She doesn’t wait alone for long before Tommy’s head pops around the corner, and she’s torn between relief to not be sitting all alone in a building she’s not used to and the mortification of the idea that he saw her freak the fuck out about nothing. Tommy, though, just smiles warmly and sits next to her, stretching his legs out. 

“There you are,” he says easily. “Was wondering where you’d got off to.” 

She’s grateful for the phrasing, like she just walked out of the room and forgot to go back when she should have. She goes to sit back and remembers only at the last moment that she can’t, her back still too sore. She sees a muscle in Tommy’s jaw tick when he clocks it, but when he notices her watching him, his expression relaxes and he looks around like he’s never been in this part of the building before. 

“Bet you could have an amazing paintball fight in this joint,” he says thoughtfully, and she perks up at the combination of words, completely foreign to her but wildly compelling. 

“Paintball fight?” She repeats. “What’s a paintball fight?” 

Tommy looks to her and grins. 

“Something I will be definitely keeping an eye out for supplies for on patrols from here on out,” he tells her. 

As he explains the concept and starts telling stories about playing paintball with Joel when he was growing up, she forgets where she is and what might be waiting for her. When Tommy casually extends an arm across the back of the bench, she doesn’t even realize she’s leaning against it until he shifts slightly, and she realizes the positioning of it has let her sit back without putting pressure across her shoulder blades. 

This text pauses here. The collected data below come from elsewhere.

use serde_json::{json, Map, Value};
use stencil::{AutoEscape, Engine, Options};

fn render(source: &str, locals: Value) -> String {
    let engine = Engine::new(Options::default()).unwrap();
    engine.render(source, &locals).unwrap()
}

#[test]
fn test_plain_text_is_identity() {
    assert_eq!(render("hello world", Value::Null), "hello world");
    assert_eq!(render(r"c:\path\to\nothing", Value::Null), r"c:\path\to\nothing");
}

#[test]
fn test_variable_substitution() {
    assert_eq!(
        render("Hi {{ name }}!", json!({ "name": "Zoe" })),
        "Hi Zoe!"
    );
}

#[test]
fn test_undefined_variable_renders_empty() {
    assert_eq!(render("[{{ missing }}]", json!({})), "[]");
    assert_eq!(render("[{{ a.b.c }}]", json!({ "a": 1 })), "[]");
}

#[test]
fn test_comments_are_dropped() {
    assert_eq!(render("a{# not here #}b", Value::Null), "ab");
    assert_eq!(render("a{# {{ x }} {% if %} #}b", Value::Null), "ab");
}

#[test]
fn test_expression_output() {
    assert_eq!(render("{{ 1 + 2 }}", Value::Null), "3");
    assert_eq!(render("{{ 10 / 4 }}", Value::Null), "2.5");
    assert_eq!(render("{{ 2 * 3 - 1 }}", Value::Null), "5");
    assert_eq!(render("{{ (1 + 2) * 3 }}", Value::Null), "9");
    assert_eq!(render("{{ 2 gt 1 }}", Value::Null), "true");
    assert_eq!(render("{{ \"a\" + 1 }}", Value::Null), "a1");
}

#[test]
fn test_path_and_index_lookup() {
    let ctx = json!({
        "user": { "name": "Ada" },
        "items": [10, 20, 30],
        "keys": { "k": "v" },
    });
    assert_eq!(render("{{ user.name }}", ctx.clone()), "Ada");
    assert_eq!(render("{{ items[1] }}", ctx.clone()), "20");
    assert_eq!(render("{{ items.2 }}", ctx.clone()), "30");
    assert_eq!(render("{{ keys[\"k\"] }}", ctx), "v");
}

#[test]
fn test_array_and_object_display() {
    assert_eq!(render("{{ v }}", json!({ "v": [1, 2, 3] })), "1,2,3");
    assert_eq!(render("{{ v }}", json!({ "v": [1, [2, 3]] })), "1,2,3");
    assert_eq!(render("{{ v }}", json!({ "v": { "a": 1 } })), "[object Object]");
    assert_eq!(render("{{ v }}", json!({ "v": null })), "");
}

#[test]
fn test_filter_chain_applies_left_to_right() {
    assert_eq!(
        render("{{ v|first|upper }}", json!({ "v": ["apple", "pear"] })),
        "APPLE"
    );
    assert_eq!(
        render("{{ v|upper|first }}", json!({ "v": "apple" })),
        "A"
    );
}

#[test]
fn test_filter_arguments() {
    assert_eq!(
        render("{{ s|replace(\"a\", \"o\", \"g\") }}", json!({ "s": "banana" })),
        "bonono"
    );
    assert_eq!(
        render("{{ v|join(\" - \") }}", json!({ "v": [1, 2] })),
        "1 - 2"
    );
    assert_eq!(
        render("{{ missing|default(\"fallback\") }}", json!({})),
        "fallback"
    );
}

#[test]
fn test_autoescape_html_by_default() {
    assert_eq!(
        render("{{ v }}", json!({ "v": "<b>R&B</b>" })),
        "&lt;b&gt;R&amp;B&lt;/b&gt;"
    );
}

#[test]
fn test_safe_filters_skip_escaping() {
    assert_eq!(render("{{ v|safe }}", json!({ "v": "<b>" })), "<b>");
    assert_eq!(render("{{ v|raw }}", json!({ "v": "<b>" })), "<b>");
    assert_eq!(render("{{ v|upper|safe }}", json!({ "v": "<b>" })), "<B>");
}

#[test]
fn test_autoescape_off_option() {
    let engine = Engine::new(Options {
        autoescape: AutoEscape::Off,
        ..Options::default()
    })
    .unwrap();
    assert_eq!(
        engine.render("{{ v }}", &json!({ "v": "<b>" })).unwrap(),
        "<b>"
    );
}

#[test]
fn test_autoescape_js_option() {
    let engine = Engine::new(Options {
        autoescape: AutoEscape::Js,
        ..Options::default()
    })
    .unwrap();
    assert_eq!(
        engine.render("{{ v }}", &json!({ "v": "\"quoted\"" })).unwrap(),
        "\\u0022quoted\\u0022"
    );
}

#[test]
fn test_function_output_is_not_escaped() {
    let engine = Engine::new(Options::default()).unwrap();
    engine.set_function("tag", |args| {
        let name = args.first().and_then(Value::as_str).unwrap_or("div");
        Ok(Value::String(format!("<{name}>")))
    });
    assert_eq!(
        engine.render("{{ tag(\"p\") }}", &Value::Null).unwrap(),
        "<p>"
    );
}

#[test]
fn test_unknown_function_renders_empty() {
    assert_eq!(render("[{{ nosuch() }}]", Value::Null), "[]");
    assert_eq!(render("[{{ nosuch(1, 2) }}]", Value::Null), "[]");
}

#[test]
fn test_custom_filter() {
    let engine = Engine::new(Options::default()).unwrap();
    engine.set_filter("excite", false, |v, _| {
        Ok(Value::String(format!(
            "{}!",
            v.as_str().unwrap_or_default()
        )))
    });
    assert_eq!(
        engine.render("{{ w|excite }}", &json!({ "w": "wow" })).unwrap(),
        "wow!"
    );
}

#[test]
fn test_custom_safe_filter_skips_escaping() {
    let engine = Engine::new(Options::default()).unwrap();
    engine.set_filter("em", true, |v, _| {
        Ok(Value::String(format!(
            "<em>{}</em>",
            v.as_str().unwrap_or_default()
        )))
    });
    assert_eq!(
        engine.render("{{ w|em }}", &json!({ "w": "hi" })).unwrap(),
        "<em>hi</em>"
    );
}

#[test]
fn test_unknown_filter_is_a_parse_error() {
    let engine = Engine::new(Options::default()).unwrap();
    let err = engine.compile("{{ v|nosuch }}").unwrap_err();
    assert!(err.to_string().contains("nosuch"), "{err}");
}

#[test]
fn test_engine_locals_merge_under_render_locals() {
    let mut locals = Map::new();
    locals.insert("site".into(), json!("Stencil"));
    locals.insert("page".into(), json!("default"));
    let engine = Engine::new(Options {
        locals,
        ..Options::default()
    })
    .unwrap();
    assert_eq!(
        engine
            .render("{{ site }}/{{ page }}", &json!({ "page": "about" }))
            .unwrap(),
        "Stencil/about"
    );
}

#[test]
fn test_render_context_must_be_an_object() {
    let engine = Engine::new(Options::default()).unwrap();
    assert!(engine.render("x", &json!(5)).is_err());
    assert!(engine.render("x", &json!("s")).is_err());
    assert!(engine.render("x", &Value::Null).is_ok());
}

#[test]
fn test_custom_delimiters() {
    let engine = Engine::new(Options {
        var_controls: ("<$".into(), "$>".into()),
        tag_controls: ("<%".into(), "%>".into()),
        cmt_controls: ("<#".into(), "#>".into()),
        ..Options::default()
    })
    .unwrap();
    assert_eq!(
        engine
            .render(
                "<% if ok %><$ x $><% endif %><# gone #>{{ x }}",
                &json!({ "ok": true, "x": 1 })
            )
            .unwrap(),
        "1{{ x }}"
    );
}

#[test]
fn test_delimiters_must_be_two_characters() {
    let result = Engine::new(Options {
        var_controls: ("{".into(), "}".into()),
        ..Options::default()
    });
    assert!(result.is_err());
}

#[test]
fn test_delimiters_must_differ() {
    let result = Engine::new(Options {
        tag_controls: ("%%".into(), "%%".into()),
        ..Options::default()
    });
    assert!(result.is_err());
}

#[test]
fn test_whitespace_control_markers() {
    assert_eq!(render("a {{- v }} b", json!({ "v": 1 })), "a1 b");
    assert_eq!(render("a {{ v -}} b", json!({ "v": 1 })), "a1b");
    assert_eq!(
        render("x {%- if true -%} y {%- endif -%} z", Value::Null),
        "xyz"
    );
}

#[test]
fn test_unclosed_tag_reports_expected_end() {
    let engine = Engine::new(Options::default()).unwrap();
    let err = engine.compile("{% if x %}never closed").unwrap_err();
    assert!(err.to_string().contains("endif"), "{err}");
}

#[test]
fn test_parse_errors_carry_line_numbers() {
    let engine = Engine::new(Options::default()).unwrap();
    let err = engine
        .compile_named("line one\nline two\n{% bogus %}", "page.html")
        .unwrap_err();
    let msg = err.to_string();
    assert!(msg.contains("line 3"), "{msg}");
    assert!(msg.contains("page.html"), "{msg}");
}

#[test]
fn test_template_debug_names_its_file() {
    let engine = Engine::new(Options::default()).unwrap();
    let tpl = engine.compile_named("hi", "page.html").unwrap();
    let repr = format!("{tpl:?}");
    assert!(repr.contains("Template"), "{repr}");
    assert!(repr.contains("page.html"), "{repr}");
}

#[test]
fn test_compile_with_one_off_options() {
    let engine = Engine::new(Options::default()).unwrap();
    let mut locals = Map::new();
    locals.insert("who".into(), json!("crew"));
    let tpl = engine
        .compile_with(
            "<$ greeting $> <$ who $>",
            &Options {
                var_controls: ("<$".into(), "$>".into()),
                locals,
                ..Options::default()
            },
        )
        .unwrap();
    assert_eq!(
        tpl.render(&json!({ "greeting": "hi" })).unwrap(),
        "hi crew"
    );
    // The engine itself keeps its own delimiters and locals.
    assert_eq!(engine.render("{{ who }}.", &Value::Null).unwrap(), ".");
}

#[test]
fn test_compile_with_autoescape_override() {
    let engine = Engine::new(Options::default()).unwrap();
    let tpl = engine
        .compile_with(
            "{{ v }}",
            &Options {
                autoescape: AutoEscape::Off,
                ..Options::default()
            },
        )
        .unwrap();
    assert_eq!(tpl.render(&json!({ "v": "<b>" })).unwrap(), "<b>");
}

#[test]
fn test_compile_with_validates_options() {
    let engine = Engine::new(Options::default()).unwrap();
    let result = engine.compile_with(
        "x",
        &Options {
            var_controls: ("{".into(), "}".into()),
            ..Options::default()
        },
    );
    assert!(result.is_err());
}

#[test]
fn test_options_filename_names_source_compiles() {
    let engine = Engine::new(Options {
        filename: Some("inline.html".into()),
        ..Options::default()
    })
    .unwrap();
    let err = engine.compile("{% bogus %}").unwrap_err();
    assert!(err.to_string().contains("inline.html"), "{err}");
}

#[test]
fn test_compiled_template_reuse() {
    let engine = Engine::new(Options::default()).unwrap();
    let tpl = engine.compile("{{ n }}").unwrap();
    assert_eq!(tpl.render(&json!({ "n": 1 })).unwrap(), "1");
    assert_eq!(tpl.render(&json!({ "n": 2 })).unwrap(), "2");
}
//! `raw`: the body is emitted verbatim, delimiters included.
//!
//! The document parser stops interpreting chunks between `raw` and
//! `endraw`, so the body arrives here as plain text nodes.

use stencil_parser::node::{Arg, TagNode};
use stencil_parser::{ParseError, TagContext, TokenParser};

use crate::error::Result;
use crate::eval::RenderContext;
use crate::tags::{reject_args, Tag};

pub(crate) struct RawTag;

impl Tag for RawTag {
    fn parse(
        &self,
        parser: &mut TokenParser<'_>,
        _ctx: &mut TagContext<'_>,
    ) -> std::result::Result<Vec<Arg>, ParseError> {
        reject_args(parser, "raw")?;
        Ok(Vec::new())
    }

    fn ends(&self) -> bool {
        true
    }

    fn render(&self, node: &TagNode, rctx: &mut RenderContext<'_>) -> Result<()> {
        rctx.render_children(&node.content)
    }
}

“You should have seen his face,” Tommy says with a grin. “Didn’t even see me hiding in the bush-” 

She doesn’t really follow all of what he says–he’s not quite as used to accommodating her lack of Before knowledge as Joel is–but that’s okay. 

Him sitting here with her is enough. 

*

After Joel’s intervention, she ends up giving her “testimony” to a smaller group of council members in a small office, Maria and three other women. She suspects Joel’s influence in this, but the majority of council members are female, so maybe it really did just work out that way. 

She certainly won’t be looking in a horse’s mouth, or whatever the fuck she heard Joel say the other day. 

Joel is sitting beside her now, a warm, steady presence at her side. She’s a little nervous about saying everything in front of him, but she knows that trying to do it without him would be even worse. She tucks herself a little tighter against him and tries to draw courage that it’ll all be fine by the way he immediately moves to accommodate her better. 

“So, Ellie,” says Sarah Lynn, a plump, friendly-looking woman who wears thick glasses on a chain and usually has candy in her pockets. “Why don’t you tell us about your first class with Janet?” 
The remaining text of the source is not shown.